Hoping for the man to change his temperament and political positions is futile.
LikeLike
“And yet this mealy mouthed status quo speech has right wingers going into hysterics about “tyranny.” ”
– Yes. Which just goes to show that trying not to hurt their feelings are useless. Their feelings are hurt by default because the advent of modernity is their original trauma.
LikeLike
Immigration debates go smack against the idea that nation state boundaries are increasingly less relevant. Could you imagine an EU kind of compact in the Americas?
Side note: I can never know why someone decides to rate a comment the way they rate it, so I always wonder whether it comes down to tone/message.
LikeLike
\\ Immigration debates go smack against the idea that nation state boundaries are increasingly less relevant. Could you imagine an EU kind of compact in the Americas?

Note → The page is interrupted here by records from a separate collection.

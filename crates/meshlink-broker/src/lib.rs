//! MeshLink Broker - session authorization core
//!
//! The single source of truth for which client addresses are allowed onto
//! the internet, under which tier, until when, and for how much data.
//!
//! # Architecture
//!
//! ```text
//! portal UI -> Broker::authorize -> SessionStore (create Pending)
//!                                -> EnforcementGateway (grant)
//!                                -> SessionStore (activate)
//!                                -> ExpiryScheduler (arm timer)
//!
//! background: QuotaMeter polls counters -> may revoke early
//!             Reconciler diffs store vs kernel state -> repairs drift
//! ```
//!
//! The kernel allow-set is treated as a derived, reconcilable cache of the
//! set of Active sessions; all coordination goes through the store.

#![warn(missing_docs)]
#![warn(clippy::all)]

pub mod enforce;
pub mod meter;
pub mod nft;
pub mod reconcile;
pub mod scheduler;
pub mod store;

use std::net::IpAddr;
use std::sync::Arc;

use dashmap::DashMap;
use tokio::sync::Mutex;

use meshlink_common::{BrokerError, BrokerResult, ClientAddr, Session, TerminalReason, TierCatalog};

pub use enforce::{EnforcementGateway, MemoryGateway};
pub use meter::QuotaMeter;
pub use nft::NftSetGateway;
pub use reconcile::{ReconcileReport, Reconciler};
pub use scheduler::ExpiryScheduler;
pub use store::SessionStore;

use enforce::{with_retry, DEFAULT_ATTEMPTS};

/// The authorization broker
///
/// The only mutating entry point from outside the core. Writes are
/// serialized per client address with a keyed mutex pool, so two authorize
/// calls for one address, or an authorize racing an expiry, can never leave
/// overlapping grants; unrelated clients proceed independently.
pub struct Broker {
    store: Arc<SessionStore>,
    gateway: Arc<dyn EnforcementGateway>,
    scheduler: Arc<ExpiryScheduler>,
    catalog: TierCatalog,
    addr_locks: DashMap<IpAddr, Arc<Mutex<()>>>,
}

impl Broker {
    /// Wire a broker over its collaborators
    pub fn new(
        store: Arc<SessionStore>,
        gateway: Arc<dyn EnforcementGateway>,
        scheduler: Arc<ExpiryScheduler>,
        catalog: TierCatalog,
    ) -> Self {
        Self {
            store,
            gateway,
            scheduler,
            catalog,
            addr_locks: DashMap::new(),
        }
    }

    fn addr_lock(&self, addr: ClientAddr) -> Arc<Mutex<()>> {
        self.addr_locks
            .entry(addr.ip())
            .or_insert_with(|| Arc::new(Mutex::new(())))
            .clone()
    }

    /// Drop per-address locks for addresses with no live session.
    ///
    /// Run periodically; without it the lock table grows with every address
    /// ever authorized. A lock still held by an in-flight call (strong count
    /// above the table's own reference) is kept regardless.
    pub fn sweep_addr_locks(&self) {
        self.addr_locks.retain(|ip, lock| {
            Arc::strong_count(lock) > 1 || self.store.get(ClientAddr::from(*ip)).is_some()
        });
    }

    /// Authorize `addr` onto the internet under `tier_name`.
    ///
    /// Supersedes any existing session for the address, commits a Pending
    /// row, grants, then activates and arms the expiry timer. A grant that
    /// cannot be confirmed after retries leaves the row terminal, never
    /// Pending or Active, and surfaces as `EnforcementFailure` - the portal
    /// always gets a definitive answer.
    pub async fn authorize(
        &self,
        addr: ClientAddr,
        mac: Option<String>,
        tier_name: &str,
    ) -> BrokerResult<Session> {
        let tier = self
            .catalog
            .get(tier_name)
            .ok_or_else(|| BrokerError::UnknownTier(tier_name.to_string()))?
            .clone();

        let lock = self.addr_lock(addr);
        let _guard = lock.lock().await;

        // Supersede, never overlap: at most one live session per address
        if let Some(old_id) = self.store.supersede(addr)? {
            self.scheduler.cancel(old_id);
            self.revoke_kernel_side(addr).await;
            tracing::info!(%addr, %old_id, "superseded prior session");
        }

        let pending = self.store.create(addr, mac, &tier)?;

        if let Err(e) = with_retry("grant", DEFAULT_ATTEMPTS, || {
            self.gateway.grant(addr, &tier.name)
        })
        .await
        {
            // Unconfirmed grant: the row must end terminal, not Pending
            if let Err(mark_err) = self.store.mark_terminal(pending.id, TerminalReason::Revoked) {
                tracing::warn!(id = %pending.id, error = %mark_err, "failed-grant cleanup failed");
            }
            return Err(BrokerError::EnforcementFailure(e.to_string()));
        }

        let session = self.store.activate(pending.id)?;
        self.scheduler.arm(&session);

        tracing::info!(
            id = %session.id, %addr, tier = %session.tier,
            expires_at = %session.expires_at, "session authorized"
        );
        Ok(session)
    }

    /// Voluntary early revocation (portal "disconnect").
    ///
    /// Returns the ended session, or None if the address had none.
    pub async fn disconnect(&self, addr: ClientAddr) -> BrokerResult<Option<Session>> {
        let lock = self.addr_lock(addr);
        let _guard = lock.lock().await;

        let Some(session) = self.store.get(addr) else {
            return Ok(None);
        };

        self.scheduler.cancel(session.id);
        self.revoke_kernel_side(addr).await;
        self.store.mark_terminal(session.id, TerminalReason::Revoked)?;

        tracing::info!(id = %session.id, %addr, "session disconnected");
        Ok(self.store.get_by_id(session.id))
    }

    /// Best-effort kernel-side revoke + counter reset.
    ///
    /// A failure here is drift, not an error: the store is authoritative
    /// and the reconciler repairs the allow-set on its next pass.
    async fn revoke_kernel_side(&self, addr: ClientAddr) {
        match with_retry("revoke", DEFAULT_ATTEMPTS, || self.gateway.revoke(addr)).await {
            Ok(()) => {
                if let Err(e) = self.gateway.reset_usage(addr).await {
                    tracing::warn!(%addr, error = %e, "usage counter reset failed");
                }
            }
            Err(e) => tracing::warn!(%addr, error = %e, "revoke failed, reconciler will heal"),
        }
    }

    /// The Active session for `addr`, if any.
    ///
    /// Pending rows are in-flight crash leftovers and are never reported
    /// as connected.
    pub fn session_for(&self, addr: ClientAddr) -> Option<Session> {
        self.store
            .get(addr)
            .filter(|s| s.status == meshlink_common::SessionStatus::Active)
    }

    /// Currently active sessions, soonest expiry first
    pub fn active_sessions(&self) -> Vec<Session> {
        self.store.list_active()
    }

    /// The configured tier catalog
    pub fn tier_catalog(&self) -> &TierCatalog {
        &self.catalog
    }

    /// The underlying store (reconciler/meter wiring)
    pub fn store(&self) -> Arc<SessionStore> {
        Arc::clone(&self.store)
    }

    /// The underlying gateway (reconciler/meter wiring)
    pub fn gateway(&self) -> Arc<dyn EnforcementGateway> {
        Arc::clone(&self.gateway)
    }

    /// The expiry scheduler (restore and wiring)
    pub fn scheduler(&self) -> Arc<ExpiryScheduler> {
        Arc::clone(&self.scheduler)
    }
}
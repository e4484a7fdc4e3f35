//! Tier catalog
//!
//! Service levels the captive portal sells. The catalog is owned by
//! configuration; the broker reads it and never mutates it.

use serde::{Deserialize, Serialize};
use std::time::Duration;

/// A named service tier
#[derive(Debug, Clone, Serialize, Deserialize)]
pub struct TierDef {
    /// Tier name (the tag the shaping layer consumes)
    pub name: String,
    /// Session duration in seconds
    pub duration_secs: u64,
    /// Download cap in kbit/s (0 = unlimited)
    pub down_kbps: u32,
    /// Upload cap in kbit/s (0 = unlimited)
    pub up_kbps: u32,
    /// Data quota in bytes
    pub data_quota_bytes: u64,
    /// Price in cents
    pub price_cents: u32,
}

impl TierDef {
    /// Session duration as a [`Duration`]
    pub fn duration(&self) -> Duration {
        Duration::from_secs(self.duration_secs)
    }
}

/// Closed, configuration-defined set of tiers
#[derive(Debug, Clone, Serialize, Deserialize)]
pub struct TierCatalog {
    tiers: Vec<TierDef>,
}

impl TierCatalog {
    /// Build a catalog from explicit tier definitions
    pub fn new(tiers: Vec<TierDef>) -> Self {
        Self { tiers }
    }

    /// Look up a tier by name
    pub fn get(&self, name: &str) -> Option<&TierDef> {
        self.tiers.iter().find(|t| t.name == name)
    }

    /// All tiers, in catalog order
    pub fn all(&self) -> &[TierDef] {
        &self.tiers
    }
}

impl Default for TierCatalog {
    fn default() -> Self {
        Self {
            tiers: vec![
                TierDef {
                    name: "free".into(),
                    duration_secs: 30 * 60,
                    down_kbps: 1_000,
                    up_kbps: 512,
                    data_quota_bytes: 100 * 1024 * 1024,
                    price_cents: 0,
                },
                TierDef {
                    name: "lightweight".into(),
                    duration_secs: 4 * 3600,
                    down_kbps: 5_000,
                    up_kbps: 2_000,
                    data_quota_bytes: 1024 * 1024 * 1024,
                    price_cents: 200,
                },
                TierDef {
                    name: "premium".into(),
                    duration_secs: 24 * 3600,
                    down_kbps: 0,
                    up_kbps: 0,
                    data_quota_bytes: 10 * 1024 * 1024 * 1024,
                    price_cents: 500,
                },
            ],
        }
    }
}
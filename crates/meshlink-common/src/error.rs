//! Error types for MeshLink

use thiserror::Error;
use uuid::Uuid;

use crate::session::SessionStatus;

/// MeshLink broker error type
#[derive(Error, Debug)]
pub enum BrokerError {
    /// Address already bound to a non-superseded session
    #[error("address {0} already has an active session")]
    Conflict(String),

    /// Tier name not present in the catalog
    #[error("unknown tier: {0}")]
    UnknownTier(String),

    /// Kernel-side grant/revoke could not be confirmed after retry
    #[error("enforcement failure: {0}")]
    EnforcementFailure(String),

    /// Operation on a nonexistent session id
    #[error("session not found: {0}")]
    NotFound(Uuid),

    /// Usage update on a session that is not Active
    #[error("session {id} is {status:?}, operation requires Active")]
    InvalidState {
        /// Session id
        id: Uuid,
        /// Status the row was actually in
        status: SessionStatus,
    },

    /// Durable state read/write failure
    #[error("storage error: {0}")]
    Storage(#[from] std::io::Error),
}

/// Result type for MeshLink
pub type BrokerResult<T> = Result<T, BrokerError>;
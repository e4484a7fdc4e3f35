//! Expiry scheduler
//!
//! One logical timer per Active session, firing at `expires_at`. Timers are
//! tokio tasks; nothing about them is persisted. On process start the whole
//! timer set is re-derived from the durable store, which is what makes a
//! restart recoverable instead of a source of indefinitely-granted access.

use std::sync::Arc;

use chrono::Utc;
use dashmap::DashMap;
use tokio::task::JoinHandle;
use uuid::Uuid;

use meshlink_common::{Session, SessionStatus, TerminalReason};

use crate::enforce::{with_retry, EnforcementGateway, DEFAULT_ATTEMPTS};
use crate::store::SessionStore;

/// Per-session expiry timers
pub struct ExpiryScheduler {
    store: Arc<SessionStore>,
    gateway: Arc<dyn EnforcementGateway>,
    timers: DashMap<Uuid, JoinHandle<()>>,
}

impl ExpiryScheduler {
    /// New scheduler with no armed timers
    pub fn new(store: Arc<SessionStore>, gateway: Arc<dyn EnforcementGateway>) -> Self {
        Self {
            store,
            gateway,
            timers: DashMap::new(),
        }
    }

    /// Arm a timer for `session`, replacing any existing timer for its id.
    ///
    /// The task never touches the timer table itself; a zero-delay fire
    /// completing before the handle lands in the table therefore cannot
    /// leave the table inconsistent. Finished entries are ignored by
    /// [`armed_count`](Self::armed_count) and reclaimed by
    /// [`sweep_finished`](Self::sweep_finished).
    pub fn arm(&self, session: &Session) {
        let delay = (session.expires_at - Utc::now())
            .to_std()
            .unwrap_or_default();
        let id = session.id;
        let store = Arc::clone(&self.store);
        let gateway = Arc::clone(&self.gateway);

        let handle = tokio::spawn(async move {
            tokio::time::sleep(delay).await;
            Self::fire(&store, &gateway, id).await;
        });

        if let Some(old) = self.timers.insert(id, handle) {
            old.abort();
        }
    }

    /// Arm only if no live timer exists for the session (reconciler repair)
    pub fn ensure_armed(&self, session: &Session) -> bool {
        let live = match self.timers.get(&session.id) {
            Some(handle) => !handle.is_finished(),
            None => false,
        };
        if live {
            return false;
        }
        self.arm(session);
        true
    }

    /// Cancel the timer for `id` if one is armed.
    ///
    /// Must run before a replacement session is armed for the same address,
    /// so a stale timer never revokes the newer session. Racing an
    /// already-started fire is safe: the fire re-checks the session status
    /// and no-ops if it is no longer Active.
    pub fn cancel(&self, id: Uuid) {
        if let Some((_, handle)) = self.timers.remove(&id) {
            handle.abort();
        }
    }

    /// Number of timers that have not yet fired
    pub fn armed_count(&self) -> usize {
        self.timers
            .iter()
            .filter(|entry| !entry.value().is_finished())
            .count()
    }

    /// Drop table entries whose timer has already fired.
    ///
    /// Fired tasks leave their handle behind; the reconciler calls this on
    /// each pass so the table tracks the live session population.
    pub fn sweep_finished(&self) {
        self.timers.retain(|_, handle| !handle.is_finished());
    }

    /// Abort every armed timer (daemon shutdown)
    pub fn shutdown(&self) {
        self.timers.retain(|_, handle| {
            handle.abort();
            false
        });
    }

    /// Re-derive the timer set from the durable store at startup.
    ///
    /// Past-due sessions are expired immediately; the rest get timers.
    /// Returns `(expired_now, rearmed)`.
    pub async fn restore(&self) -> (usize, usize) {
        let now = Utc::now();
        let mut expired = 0;
        let mut rearmed = 0;

        for session in self.store.list_active() {
            if session.is_past_due(now) {
                Self::fire(&self.store, &self.gateway, session.id).await;
                expired += 1;
            } else {
                self.arm(&session);
                rearmed += 1;
            }
        }

        tracing::info!(expired, rearmed, "expiry schedule restored");
        (expired, rearmed)
    }

    /// Expire one session: revoke, then mark Expired.
    ///
    /// Both writes are attempted even if one fails; a half-applied expiry
    /// is exactly the drift the reconciler heals, so neither failure is
    /// fatal. The status check is the single authority: a timer that fires
    /// after a supersede finds a non-Active row and does nothing.
    async fn fire(store: &Arc<SessionStore>, gateway: &Arc<dyn EnforcementGateway>, id: Uuid) {
        let Some(session) = store.get_by_id(id) else {
            return;
        };
        if session.status != SessionStatus::Active {
            return;
        }
        let addr = session.client_addr;

        match with_retry("revoke", DEFAULT_ATTEMPTS, || gateway.revoke(addr)).await {
            Ok(()) => {
                if let Err(e) = gateway.reset_usage(addr).await {
                    tracing::warn!(%addr, error = %e, "usage counter reset failed");
                }
            }
            Err(e) => {
                tracing::warn!(%addr, error = %e, "expiry revoke failed, reconciler will heal")
            }
        }

        if let Err(e) = store.mark_terminal(id, TerminalReason::Expired) {
            tracing::warn!(%id, error = %e, "expiry status update failed");
        }

        tracing::info!(%id, %addr, "session expired");
    }
}

#[cfg(test)]
mod tests {
    use super::*;
    use crate::enforce::MemoryGateway;
    use meshlink_common::{ClientAddr, TierDef};
    use std::path::PathBuf;
    use std::time::Duration;

    fn temp_path() -> PathBuf {
        std::env::temp_dir().join(format!("meshlink-sched-{}.json", Uuid::new_v4()))
    }

    fn tier(secs: u64) -> TierDef {
        TierDef {
            name: "test".into(),
            duration_secs: secs,
            down_kbps: 0,
            up_kbps: 0,
            data_quota_bytes: u64::MAX,
            price_cents: 0,
        }
    }

    async fn granted_active(
        store: &Arc<SessionStore>,
        gw: &Arc<MemoryGateway>,
        ip: &str,
        secs: u64,
    ) -> Session {
        let addr: ClientAddr = ip.parse().unwrap();
        let s = store.create(addr, None, &tier(secs)).unwrap();
        gw.grant(addr, "test").await.unwrap();
        store.activate(s.id).unwrap()
    }

    #[tokio::test]
    async fn test_timer_fires_and_revokes() {
        let store = Arc::new(SessionStore::open(temp_path()).unwrap());
        let gw = Arc::new(MemoryGateway::new());
        let sched = Arc::new(ExpiryScheduler::new(
            store.clone(),
            gw.clone() as Arc<dyn EnforcementGateway>,
        ));

        let s = granted_active(&store, &gw, "10.0.0.5", 1).await;
        sched.arm(&s);

        tokio::time::sleep(Duration::from_millis(1400)).await;

        assert_eq!(
            store.get_by_id(s.id).unwrap().status,
            SessionStatus::Expired
        );
        assert!(gw.list_granted().await.unwrap().is_empty());
        assert_eq!(sched.armed_count(), 0);
    }

    #[tokio::test]
    async fn test_cancel_prevents_firing() {
        let store = Arc::new(SessionStore::open(temp_path()).unwrap());
        let gw = Arc::new(MemoryGateway::new());
        let sched = Arc::new(ExpiryScheduler::new(
            store.clone(),
            gw.clone() as Arc<dyn EnforcementGateway>,
        ));

        let s = granted_active(&store, &gw, "10.0.0.5", 1).await;
        sched.arm(&s);
        sched.cancel(s.id);

        tokio::time::sleep(Duration::from_millis(1400)).await;

        // Timer never fired: the session stayed Active and granted
        assert_eq!(store.get_by_id(s.id).unwrap().status, SessionStatus::Active);
        assert_eq!(gw.list_granted().await.unwrap().len(), 1);
    }

    #[tokio::test]
    async fn test_fire_is_noop_for_non_active_session() {
        let store = Arc::new(SessionStore::open(temp_path()).unwrap());
        let gw = Arc::new(MemoryGateway::new());

        let s = granted_active(&store, &gw, "10.0.0.5", 1).await;
        store.mark_terminal(s.id, TerminalReason::Revoked).unwrap();

        let gw_dyn: Arc<dyn EnforcementGateway> = gw.clone();
        let before = gw.mutation_count();
        ExpiryScheduler::fire(&store, &gw_dyn, s.id).await;

        // Status authority: an already-terminal session is left alone
        assert_eq!(gw.mutation_count(), before);
        assert_eq!(
            store.get_by_id(s.id).unwrap().status,
            SessionStatus::Revoked
        );
    }

    #[tokio::test]
    async fn test_zero_delay_timer_leaves_no_armed_entry() {
        let store = Arc::new(SessionStore::open(temp_path()).unwrap());
        let gw = Arc::new(MemoryGateway::new());
        let sched = Arc::new(ExpiryScheduler::new(
            store.clone(),
            gw.clone() as Arc<dyn EnforcementGateway>,
        ));

        // Zero-duration tier: the timer can fire before arm() even returns
        let s = granted_active(&store, &gw, "10.0.0.9", 0).await;
        sched.arm(&s);

        tokio::time::sleep(Duration::from_millis(200)).await;

        assert_eq!(
            store.get_by_id(s.id).unwrap().status,
            SessionStatus::Expired
        );
        // The fired timer no longer counts as armed, and a repair pass
        // does not re-arm it for the terminal session
        assert_eq!(sched.armed_count(), 0);

        sched.sweep_finished();
        assert_eq!(sched.armed_count(), 0);
        assert!(sched.timers.is_empty());
    }

    #[tokio::test]
    async fn test_restore_expires_past_due_and_rearms_live() {
        let path = temp_path();
        let store = Arc::new(SessionStore::open(&path).unwrap());
        let gw = Arc::new(MemoryGateway::new());

        // A zero-duration tier is past due the moment it is created
        let dead = granted_active(&store, &gw, "10.0.0.1", 0).await;
        let live = granted_active(&store, &gw, "10.0.0.2", 3600).await;

        // Fresh scheduler: simulates a process restart with no timer memory
        let sched = Arc::new(ExpiryScheduler::new(
            store.clone(),
            gw.clone() as Arc<dyn EnforcementGateway>,
        ));
        let (expired, rearmed) = sched.restore().await;

        assert_eq!((expired, rearmed), (1, 1));
        assert_eq!(
            store.get_by_id(dead.id).unwrap().status,
            SessionStatus::Expired
        );
        assert_eq!(
            store.get_by_id(live.id).unwrap().status,
            SessionStatus::Active
        );
        let granted = gw.list_granted().await.unwrap();
        assert!(!granted.contains(&dead.client_addr.ip()));
        assert!(granted.contains(&live.client_addr.ip()));
        assert_eq!(sched.armed_count(), 1);
    }
}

They are less relevant if you have several rich countries in the EU kind of compact, but if your rich country is surrounded by 3rd world failed states – boundaries are still very relevant imo.
LikeLike
Actually, the intensity of the immigration debates is proof that borders are fading away. Obama said in his speech that there is nothing that can be done to remove the millions of “illegal” immigrants from the US. The US is bending to the new reality. And the degree of hysteria on the subject shows how potent the issue is.
LikeLike
I disagree. What Obama has done is go against our Constitution and our laws.
LikeLike
Unlike the free movement of mail order brides and religious nutjobs :-).
LikeLike
The mid-term elections were (in large part) the majority telling Obama they didn’t want him to do this so I imagine he toned down the scope from what he wanted.
The problem with immigration politics in the US is that both sides of the power structure, for different reasons, want lots and lots and lots of low-skilled, low education immigrants.
Roughly, Democrats are thinking of new voters and Republicans like the idea of servants and disposable workers who don’t have much in the way of rights.
The majority would like a more …. selective system but being all modernity-ish both parties are ignoring them.